Miss Teen Rodeo Arizona 2011 is Brittney Hamilton of Ahwatukee, Ariz.

Hamilton, sponsored by Golden West Cowgirls Drill Team, is a student at Desert Vista High School and has future plans to study anesthesiology in medical school. She has been riding horses since she could sit up and hold on. One of the first things she did when she learned how to talk, was to ask for a horse.

“I believe I can achieve greatness through leading by example, practicing ethical standards in everything I do, being a responsible citizen and always doing my best while helping others achieve their best. I believe the title of Miss Teen Rodeo Arizona has given me the opportunity to put my ‘best’ to work for rodeo,” she says.
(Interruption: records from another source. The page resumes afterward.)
//! Session configuration
//!
//! A session file describes the wheels of a table, how their bodies spin
//! and couple, the fixed-step driver and the rule set. Loaded from JSON or
//! YAML.

use std::collections::HashSet;
use std::path::Path;

use serde::{Deserialize, Serialize};
use wf_core::{Wheel, WheelSide};
use wf_outcome::BalanceThresholds;
use wf_physics::{BodyConfig, ClutchMode};
use wf_rules::{RuleDefinition, RuleError, RuleProfile, has_errors};

use crate::{SessionError, SessionResult};

/// One wheel of the table
#[derive(Debug, Clone, PartialEq, Serialize, Deserialize)]
pub struct WheelConfig {
    pub wheel: Wheel,
    pub side: WheelSide,
    #[serde(default)]
    pub body: BodyConfig,
    /// Wheel this one is clutched to, as the child
    #[serde(default)]
    pub clutch_parent: Option<String>,
    #[serde(default)]
    pub clutch_mode: ClutchMode,
}

impl WheelConfig {
    pub fn new(wheel: Wheel, side: WheelSide) -> Self {
        Self {
            wheel,
            side,
            body: BodyConfig::default(),
            clutch_parent: None,
            clutch_mode: ClutchMode::Bidirectional,
        }
    }

    /// Set body physics
    pub fn with_body(mut self, body: BodyConfig) -> Self {
        self.body = body;
        self
    }

    /// Clutch to a parent wheel
    pub fn clutched_to(mut self, parent: &str, mode: ClutchMode) -> Self {
        self.clutch_parent = Some(parent.to_string());
        self.clutch_mode = mode;
        self
    }

    #[inline]
    pub fn id(&self) -> &str {
        &self.wheel.id
    }
}

/// Fixed-step physics driver
#[derive(Debug, Clone, Copy, PartialEq, Serialize, Deserialize)]
pub struct DriverConfig {
    /// Step size in seconds
    #[serde(default = "default_dt")]
    pub dt: f64,
    /// Step ceiling per spin
    #[serde(default = "default_max_steps")]
    pub max_steps: usize,
    /// Keep every step's body states in the spin result
    #[serde(default)]
    pub record_frames: bool,
}

fn default_dt() -> f64 {
    1.0 / 60.0
}

fn default_max_steps() -> usize {
    1000
}

impl Default for DriverConfig {
    fn default() -> Self {
        Self {
            dt: 1.0 / 60.0,
            max_steps: 1000,
            record_frames: false,
        }
    }
}

/// Complete session description
#[derive(Debug, Clone, PartialEq, Serialize, Deserialize)]
pub struct SessionConfig {
    #[serde(default = "default_name")]
    pub name: String,
    pub wheels: Vec<WheelConfig>,
    #[serde(default)]
    pub driver: DriverConfig,
    #[serde(default)]
    pub balance: BalanceThresholds,
    #[serde(default)]
    pub rules: Vec<RuleDefinition>,
}

fn default_name() -> String {
    "session".to_string()
}

impl SessionConfig {
    pub fn new(name: &str, wheels: Vec<WheelConfig>) -> Self {
        Self {
            name: name.to_string(),
            wheels,
            driver: DriverConfig::default(),
            balance: BalanceThresholds::default(),
            rules: Vec::new(),
        }
    }

    /// Add a rule definition
    pub fn with_rule(mut self, rule: RuleDefinition) -> Self {
        self.rules.push(rule);
        self
    }

    // ═══════════════════════════════════════════════════════════════════════════
    // LOADING
    // ═══════════════════════════════════════════════════════════════════════════

    pub fn from_json(json: &str) -> SessionResult<Self> {
        Ok(serde_json::from_str(json)?)
    }

    pub fn from_yaml(yaml: &str) -> SessionResult<Self> {
        Ok(serde_yml::from_str(yaml)?)
    }

    /// Load a session file; `.yaml`/`.yml` as YAML, anything else as JSON
    pub fn load(path: &Path) -> SessionResult<Self> {
        let text = std::fs::read_to_string(path)?;
        let is_yaml = path
            .extension()
            .and_then(|e| e.to_str())
            .is_some_and(|e| e.eq_ignore_ascii_case("yaml") || e.eq_ignore_ascii_case("yml"));
        log::debug!("Loading session from {}", path.display());
        if is_yaml {
            Self::from_yaml(&text)
        } else {
            Self::from_json(&text)
        }
    }

    pub fn to_json(&self) -> SessionResult<String> {
        Ok(serde_json::to_string_pretty(self)?)
    }

    // ═══════════════════════════════════════════════════════════════════════════
    // QUERIES
    // ═══════════════════════════════════════════════════════════════════════════

    pub fn wheel(&self, id: &str) -> Option<&WheelConfig> {
        self.wheels.iter().find(|w| w.id() == id)
    }

    pub fn outer(&self) -> Option<&WheelConfig> {
        self.wheels.iter().find(|w| w.side == WheelSide::Outer)
    }

    pub fn inner(&self) -> Option<&WheelConfig> {
        self.wheels.iter().find(|w| w.side == WheelSide::Inner)
    }

    /// The session's rules as a versioned profile
    pub fn rule_profile(&self) -> RuleProfile {
        RuleProfile {
            name: self.name.clone(),
            rules: self.rules.clone(),
            ..Default::default()
        }
    }

    // ═══════════════════════════════════════════════════════════════════════════
    // VALIDATION
    // ═══════════════════════════════════════════════════════════════════════════

    /// Check the whole session before any spin
    pub fn validate(&self) -> SessionResult<()> {
        let invalid = |msg: String| -> SessionResult<()> { Err(SessionError::Config(msg)) };

        let outer = self.wheels.iter().filter(|w| w.side == WheelSide::Outer).count();
        let inner = self.wheels.len() - outer;
        if outer != 1 {
            return invalid(format!("exactly one outer wheel required, found {outer}"));
        }
        if inner > 1 {
            return invalid(format!("at most one inner wheel allowed, found {inner}"));
        }

        let mut seen = HashSet::new();
        for wheel in &self.wheels {
            if !seen.insert(wheel.id()) {
                return invalid(format!("duplicate wheel id '{}'", wheel.id()));
            }
            wheel.wheel.validate()?;
            wheel.body.validate(wheel.id())?;
        }

        for wheel in &self.wheels {
            if let Some(parent) = wheel.clutch_parent.as_deref() {
                if parent == wheel.id() {
                    return invalid(format!("wheel '{parent}' cannot be clutched to itself"));
                }
                if !seen.contains(parent) {
                    return invalid(format!(
                        "wheel '{}' is clutched to unknown wheel '{parent}'",
                        wheel.id()
                    ));
                }
            }
        }

        let driver = &self.driver;
        if !driver.dt.is_finite() || driver.dt <= 0.0 {
            return invalid(format!("driver dt must be finite and > 0, got {}", driver.dt));
        }
        if driver.max_steps == 0 {
            return invalid("driver max_steps must be > 0".to_string());
        }

        let balance = &self.balance;
        if !(0.0..=1.0).contains(&balance.low) || !(balance.low..=1.0).contains(&balance.medium) {
            return invalid(format!(
                "balance thresholds must satisfy 0 <= low <= medium <= 1, got {} / {}",
                balance.low, balance.medium
            ));
        }

        let issues = self.rule_profile().validate();
        if has_errors(&issues) {
            return Err(RuleError::Validation(issues).into());
        }
        Ok(())
    }
}

#[cfg(test)]
mod tests {
    use super::*;
    use wf_core::Wedge;

    fn wheel(id: &str) -> Wheel {
        Wheel::new(
            id,
            vec![
                Wedge::new(&format!("{id}-a"), "A", 1.0),
                Wedge::new(&format!("{id}-b"), "B", 3.0),
            ],
        )
    }

    fn two_wheels() -> SessionConfig {
        SessionConfig::new(
            "table",
            vec![
                WheelConfig::new(wheel("outer"), WheelSide::Outer),
                WheelConfig::new(wheel("inner"), WheelSide::Inner)
                    .with_body(BodyConfig::new(0.5, 0.4).with_clutch_ratio(0.6))
                    .clutched_to("outer", ClutchMode::Bidirectional),
            ],
        )
    }

    #[test]
    fn test_valid_session() {
        assert!(two_wheels().validate().is_ok());
        assert_eq!(two_wheels().inner().unwrap().id(), "inner");
    }

    #[test]
    fn test_side_counts() {
        let mut config = two_wheels();
        config.wheels[1].side = WheelSide::Outer;
        assert!(matches!(config.validate(), Err(SessionError::Config(_))));

        let mut config = two_wheels();
        config.wheels[0].side = WheelSide::Inner;
        assert!(matches!(config.validate(), Err(SessionError::Config(_))));
    }

    #[test]
    fn test_unknown_clutch_parent() {
        let mut config = two_wheels();
        config.wheels[1].clutch_parent = Some("ghost".to_string());
        let err = config.validate().unwrap_err();
        assert!(err.to_string().contains("ghost"));
    }

    #[test]
    fn test_invalid_wheel_and_body_surface() {
        let mut config = two_wheels();
        config.wheels[0].wheel.wedges.truncate(1);
        assert!(matches!(config.validate(), Err(SessionError::Wheel(_))));

        let mut config = two_wheels();
        config.wheels[1].body.moment_of_inertia = 0.0;
        assert!(matches!(config.validate(), Err(SessionError::Physics(_))));
    }

    #[test]
    fn test_driver_validation() {
        let mut config = two_wheels();
        config.driver.dt = 0.0;
        assert!(config.validate().is_err());
    }

    #[test]
    fn test_json_defaults() {
        let json = r#"{
            "wheels": [{
                "side": "outer",
                "wheel": { "id": "w", "wedges": [
                    { "id": "a", "label": "A", "weight": 1 },
                    { "id": "b", "label": "B", "weight": 1 }
                ] }
            }]
        }"#;
        let config = SessionConfig::from_json(json).unwrap();
        assert_eq!(config.name, "session");
        assert_eq!(config.driver, DriverConfig::default());
        assert_eq!(config.wheels[0].body, BodyConfig::default());
        assert!(config.validate().is_ok());
    }

    #[test]
    fn test_yaml_session() {
        let yaml = r#"
name: yaml table
driver:
  dt: 0.02
  max_steps: 400
wheels:
  - side: outer
    body:
      moment_of_inertia: 2.0
      friction_coefficient: 0.8
    wheel:
      id: main
      wedges:
        - { id: a, label: A, weight: 2, visualAngleDegrees: 90 }
        - { id: b, label: B, weight: 6, visualAngleDegrees: 270 }
"#;
        let config = SessionConfig::from_yaml(yaml).unwrap();
        assert_eq!(config.driver.max_steps, 400);
        assert!(!config.driver.record_frames);
        assert_eq!(config.wheels[0].body.moment_of_inertia, 2.0);
        assert_eq!(config.wheels[0].wheel.wedges[0].visual_angle_degrees, Some(90.0));
        assert!(config.validate().is_ok());
    }
}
Miss Turquoise Circuit Brittney Truman is a Scottsdale resident and has been involved in rodeo her entire life.

Currently, she runs barrels in the Women’s Professional Rodeo Association and continues to rope with her dad and uncles.

While her job as Miss Turquoise Circuit consists of traveling thousands of miles between the Professional Rodeo Cowboys Association Turquoise Circuit of Arizona and New Mexico promoting the sport of rodeo and the Western way of life, Truman stays busy behind the scenes as well. She is currently studying equine science and sports medicine in college and has worked with the Justin Sports Medicine Program, which specializes in the rehabilitation of rodeo cowboy injuries.

“I would like to thank the 2011 Miss Rodeo Arizona, Audrey Hall, for everything she has done. She has been the world’s best traveling partner and has done an excellent job representing Arizona throughout the past year, not only in the arena but as a spokeswoman, role model, and friend to all.”